What you have to do:
From the listing below, pull out all lines with "Invalid" in them.

Listed entries:
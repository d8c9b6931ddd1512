use actix_multipart::Multipart;
use actix_web::{web, HttpRequest, HttpResponse};
use chrono::{DateTime, NaiveDateTime, Utc};
use futures_util::StreamExt;
use log::{error, info};
use serde::{Deserialize, Serialize};
use sqlx::PgPool;
use uuid::Uuid;

use crate::config::Config;
use crate::errors::AppError;
use crate::models::memory::{Memory, NewMemory};
use crate::services::{memories, trips};
use crate::utils::jwt::current_user;
use crate::utils::s3::ImageHost;
use crate::utils::validation::{validate_latitude, validate_longitude};

const MAX_TEXT_FIELD_BYTES: usize = 4096;
const PHOTO_FOLDER: &str = "memories";

#[derive(Deserialize)]
pub struct TripQuery {
    trip_id: Uuid,
}

#[derive(Serialize)]
pub struct MemoryListResponse {
    total: usize,
    memories: Vec<Memory>,
}

/// Text fields of the memory upload form, as received.
#[derive(Default, Debug)]
struct MemoryForm {
    trip_id: Option<String>,
    latitude: Option<String>,
    longitude: Option<String>,
    caption: Option<String>,
    taken_at: Option<String>,
    photo: Vec<u8>,
}

impl MemoryForm {
    fn set_text(&mut self, name: &str, value: String) -> Result<(), AppError> {
        let slot = match name {
            "trip_id" => &mut self.trip_id,
            "latitude" => &mut self.latitude,
            "longitude" => &mut self.longitude,
            "caption" => &mut self.caption,
            "taken_at" => &mut self.taken_at,
            other => {
                return Err(AppError::BadRequest(format!("Unexpected form field '{}'", other)));
            }
        };
        *slot = Some(value);
        Ok(())
    }

    /// Checks and converts the fields; `photo_url` is filled in after upload.
    fn finish(self) -> Result<(NewMemory, Vec<u8>), AppError> {
        let trip_id = required(self.trip_id, "trip_id")?;
        let trip_id = Uuid::parse_str(trip_id.trim())
            .map_err(|_| AppError::BadRequest("trip_id must be a UUID".to_string()))?;

        let latitude = parse_coordinate(required(self.latitude, "latitude")?, "latitude")?;
        validate_latitude(latitude)?;
        let longitude = parse_coordinate(required(self.longitude, "longitude")?, "longitude")?;
        validate_longitude(longitude)?;

        let taken_at = match self.taken_at.filter(|value| !value.trim().is_empty()) {
            Some(raw) => Some(parse_timestamp(&raw)?),
            None => None,
        };
        let caption = self
            .caption
            .map(|caption| caption.trim().to_string())
            .filter(|caption| !caption.is_empty());

        if self.photo.is_empty() {
            return Err(AppError::BadRequest("Photo file is required".to_string()));
        }

        let memory = NewMemory {
            trip_id,
            photo_url: String::new(),
            latitude,
            longitude,
            caption,
            taken_at,
        };
        Ok((memory, self.photo))
    }
}

fn required(value: Option<String>, name: &str) -> Result<String, AppError> {
    value
        .filter(|value| !value.trim().is_empty())
        .ok_or_else(|| AppError::BadRequest(format!("{} is required", name)))
}

fn parse_coordinate(raw: String, name: &str) -> Result<f64, AppError> {
    raw.trim()
        .parse::<f64>()
        .map_err(|_| AppError::BadRequest(format!("{} must be a number", name)))
}

/// Accepts RFC 3339, or a timestamp without offset which is taken as UTC.
fn parse_timestamp(raw: &str) -> Result<DateTime<Utc>, AppError> {
    let raw = raw.trim();
    if let Ok(parsed) = DateTime::parse_from_rfc3339(raw) {
        return Ok(parsed.with_timezone(&Utc));
    }
    NaiveDateTime::parse_from_str(raw, "%Y-%m-%dT%H:%M:%S%.f")
        .map(|naive| naive.and_utc())
        .map_err(|_| AppError::BadRequest("taken_at must be an ISO 8601 timestamp".to_string()))
}

async fn read_form(mut multipart: Multipart, max_photo_bytes: usize) -> Result<MemoryForm, AppError> {
    let mut form = MemoryForm::default();

    while let Some(item) = multipart.next().await {
        let mut field = item.map_err(|err| {
            error!("Invalid multipart field: {:?}", err);
            AppError::BadRequest("Invalid multipart field".to_string())
        })?;
        let name = field.name().to_string();
        let (is_photo, limit) = if name == "photo" {
            (true, max_photo_bytes)
        } else {
            (false, MAX_TEXT_FIELD_BYTES)
        };

        let mut data = Vec::new();
        while let Some(chunk) = field.next().await {
            let chunk = chunk.map_err(|err| {
                error!("Failed to read chunk: {:?}", err);
                AppError::BadRequest("Failed to read chunk".to_string())
            })?;
            if data.len() + chunk.len() > limit {
                return Err(AppError::BadRequest(format!(
                    "Field '{}' exceeds the {} byte limit",
                    name, limit
                )));
            }
            data.extend_from_slice(&chunk);
        }

        if is_photo {
            form.photo = data;
        } else {
            let value = String::from_utf8(data)
                .map_err(|_| AppError::BadRequest(format!("Field '{}' must be UTF-8 text", name)))?;
            form.set_text(&name, value)?;
        }
    }

    Ok(form)
}

// GET /api/v1/memories?trip_id=
pub async fn list_memories(
    req: HttpRequest,
    pool: web::Data<PgPool>,
    query: web::Query<TripQuery>,
) -> Result<HttpResponse, AppError> {
    let user = current_user(&req, &pool).await?;
    let memories = memories::list_for_trip(&pool, query.trip_id, user.id).await?;

    Ok(HttpResponse::Ok().json(MemoryListResponse {
        total: memories.len(),
        memories,
    }))
}

// GET /api/v1/memories/{memory_id}
pub async fn get_memory(
    req: HttpRequest,
    pool: web::Data<PgPool>,
    memory_id: web::Path<Uuid>,
) -> Result<HttpResponse, AppError> {
    let user = current_user(&req, &pool).await?;
    let memory = memories::get(&pool, *memory_id, user.id).await?;
    Ok(HttpResponse::Ok().json(memory))
}

// POST /api/v1/memories (multipart/form-data)
pub async fn create_memory(
    req: HttpRequest,
    pool: web::Data<PgPool>,
    config: web::Data<Config>,
    image_host: web::Data<ImageHost>,
    payload: web::Payload,
) -> Result<HttpResponse, AppError> {
    let user = current_user(&req, &pool).await?;

    let multipart = Multipart::new(req.headers(), payload);
    let form = read_form(multipart, config.max_photo_bytes).await?;
    let (mut memory, photo) = form.finish()?;

    // Nothing is uploaded for trips the caller cannot write to.
    trips::ensure_owned(pool.get_ref(), memory.trip_id, user.id).await?;

    info!("Photo size: {} bytes", photo.len());
    memory.photo_url = image_host.upload_photo(PHOTO_FOLDER, photo).await?;

    let created = memories::create(&pool, user.id, memory).await?;
    Ok(HttpResponse::Created().json(created))
}

// DELETE /api/v1/memories/{memory_id}
pub async fn delete_memory(
    req: HttpRequest,
    pool: web::Data<PgPool>,
    memory_id: web::Path<Uuid>,
) -> Result<HttpResponse, AppError> {
    let user = current_user(&req, &pool).await?;
    memories::delete(&pool, *memory_id, user.id).await?;
    Ok(HttpResponse::NoContent().finish())
}
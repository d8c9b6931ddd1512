use chrono::{DateTime, Utc};
use serde::{Deserialize, Serialize};
use uuid::Uuid;
use validator::Validate;

use super::ordering::SortOrder;
use super::{deserialize_some, text_enum};
use crate::errors::AppError;
use crate::utils::validation::validate_payload;

text_enum! {
    pub enum PackingCategory {
        Clothes => "clothes",
        Toiletries => "toiletries",
        Electronics => "electronics",
        Documents => "documents",
        Medicine => "medicine",
        Other => "other",
    }
    default = Other;
}

#[derive(sqlx::FromRow, Serialize, Deserialize, Debug, Clone)]
pub struct PackingItem {
    pub id: Uuid,
    pub trip_id: Uuid,
    pub name: String,
    pub category: PackingCategory,
    pub is_packed: bool,
    pub quantity: i32,
    pub notes: Option<String>,
    pub sort_order: i32,
    pub created_at: DateTime<Utc>,
    pub updated_at: DateTime<Utc>,
}

fn default_quantity() -> i32 {
    1
}

#[derive(Deserialize, Validate, Debug)]
pub struct NewPackingItem {
    pub trip_id: Uuid,
    #[validate(length(min = 1, max = 255, message = "Name must be between 1 and 255 characters"))]
    pub name: String,
    #[serde(default)]
    pub category: PackingCategory,
    #[serde(default)]
    pub is_packed: bool,
    #[serde(default = "default_quantity")]
    #[validate(range(min = 1, message = "Quantity must be at least 1"))]
    pub quantity: i32,
    pub notes: Option<String>,
}

impl NewPackingItem {
    pub fn validate_all(&self) -> Result<(), AppError> {
        validate_payload(self)
    }
}

#[derive(Deserialize, Validate, Debug, Default)]
pub struct PackingItemPatch {
    #[validate(length(min = 1, max = 255, message = "Name must be between 1 and 255 characters"))]
    pub name: Option<String>,
    pub category: Option<PackingCategory>,
    pub is_packed: Option<bool>,
    #[validate(range(min = 1, message = "Quantity must be at least 1"))]
    pub quantity: Option<i32>,
    #[serde(default, deserialize_with = "deserialize_some")]
    pub notes: Option<Option<String>>,
}

impl PackingItemPatch {
    pub fn apply(self, item: &mut PackingItem) -> Result<(), AppError> {
        validate_payload(&self)?;

        if let Some(name) = self.name {
            item.name = name;
        }
        if let Some(category) = self.category {
            item.category = category;
        }
        if let Some(is_packed) = self.is_packed {
            item.is_packed = is_packed;
        }
        if let Some(quantity) = self.quantity {
            item.quantity = quantity;
        }
        if let Some(notes) = self.notes {
            item.notes = notes;
        }
        Ok(())
    }
}

#[derive(Deserialize, Debug)]
pub struct BulkToggleRequest {
    pub item_ids: Vec<Uuid>,
    pub is_packed: bool,
}

impl BulkToggleRequest {
    /// Requested ids with repeats removed, first occurrence kept.
    pub fn unique_ids(&self) -> Vec<Uuid> {
        let mut seen = std::collections::HashSet::with_capacity(self.item_ids.len());
        self.item_ids.iter().copied().filter(|id| seen.insert(*id)).collect()
    }
}

#[derive(Deserialize, Debug)]
pub struct PackingReorderRequest {
    pub item_orders: Vec<SortOrder>,
}

/// Packed share of `total` as a percentage with one decimal.
pub fn progress_percent(packed: i64, total: i64) -> f64 {
    if total <= 0 {
        return 0.0;
    }
    (packed as f64 / total as f64 * 1000.0).round() / 10.0
}

#[derive(sqlx::FromRow, Debug, Clone, PartialEq)]
pub struct CategoryCount {
    pub category: PackingCategory,
    pub total: i64,
    pub packed: i64,
}

#[derive(Serialize, Debug, PartialEq)]
pub struct CategoryProgress {
    pub category: PackingCategory,
    pub total: i64,
    pub packed: i64,
    pub progress_percent: f64,
}

#[derive(Serialize, Debug)]
pub struct PackingProgress {
    pub total_items: i64,
    pub packed_items: i64,
    pub progress_percent: f64,
    pub by_category: Vec<CategoryProgress>,
}

impl PackingProgress {
    pub fn from_counts(counts: Vec<CategoryCount>) -> Self {
        let total_items = counts.iter().map(|c| c.total).sum();
        let packed_items = counts.iter().map(|c| c.packed).sum();
        let by_category = counts
            .into_iter()
            .map(|c| CategoryProgress {
                category: c.category,
                total: c.total,
                packed: c.packed,
                progress_percent: progress_percent(c.packed, c.total),
            })
            .collect();

        PackingProgress {
            total_items,
            packed_items,
            progress_percent: progress_percent(packed_items, total_items),
            by_category,
        }
    }
}

#[cfg(test)]
mod tests {
    use super::*;

    #[test]
    fn defaults_to_one_unpacked_item_in_other() {
        let item: NewPackingItem = serde_json::from_value(serde_json::json!({
            "trip_id": Uuid::new_v4(),
            "name": "Passport",
        }))
        .unwrap();
        assert_eq!(item.category, PackingCategory::Other);
        assert_eq!(item.quantity, 1);
        assert!(!item.is_packed);
        assert!(item.validate_all().is_ok());
    }

    #[test]
    fn zero_quantity_is_rejected() {
        let item: NewPackingItem = serde_json::from_value(serde_json::json!({
            "trip_id": Uuid::new_v4(),
            "name": "Socks",
            "quantity": 0,
        }))
        .unwrap();
        assert!(matches!(item.validate_all(), Err(AppError::BadRequest(_))));

        let mut existing = PackingItem {
            id: Uuid::new_v4(),
            trip_id: Uuid::new_v4(),
            name: "Socks".to_string(),
            category: PackingCategory::Clothes,
            is_packed: false,
            quantity: 4,
            notes: None,
            sort_order: 0,
            created_at: Utc::now(),
            updated_at: Utc::now(),
        };
        let patch: PackingItemPatch = serde_json::from_str(r#"{"quantity": 0}"#).unwrap();
        assert!(patch.apply(&mut existing).is_err());
        assert_eq!(existing.quantity, 4);
    }

    #[test]
    fn bulk_toggle_drops_repeated_ids() {
        let (a, b) = (Uuid::new_v4(), Uuid::new_v4());
        let request = BulkToggleRequest {
            item_ids: vec![a, b, a],
            is_packed: true,
        };
        assert_eq!(request.unique_ids(), vec![a, b]);
    }

    #[test]
    fn progress_rounds_to_one_decimal() {
        assert_eq!(progress_percent(1, 3), 33.3);
        assert_eq!(progress_percent(2, 3), 66.7);
        assert_eq!(progress_percent(0, 0), 0.0);
        assert_eq!(progress_percent(5, 5), 100.0);
    }

    #[test]
    fn progress_sums_categories() {
        let progress = PackingProgress::from_counts(vec![
            CategoryCount { category: PackingCategory::Clothes, total: 3, packed: 3 },
            CategoryCount { category: PackingCategory::Documents, total: 1, packed: 0 },
        ]);
        assert_eq!(progress.total_items, 4);
        assert_eq!(progress.packed_items, 3);
        assert_eq!(progress.progress_percent, 75.0);
        assert_eq!(progress.by_category[0].progress_percent, 100.0);
        assert_eq!(progress.by_category[1].progress_percent, 0.0);
    }
}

Output for this exercise:
            error!("Invalid multipart field: {:?}", err);
            AppError::BadRequest("Invalid multipart field".to_string())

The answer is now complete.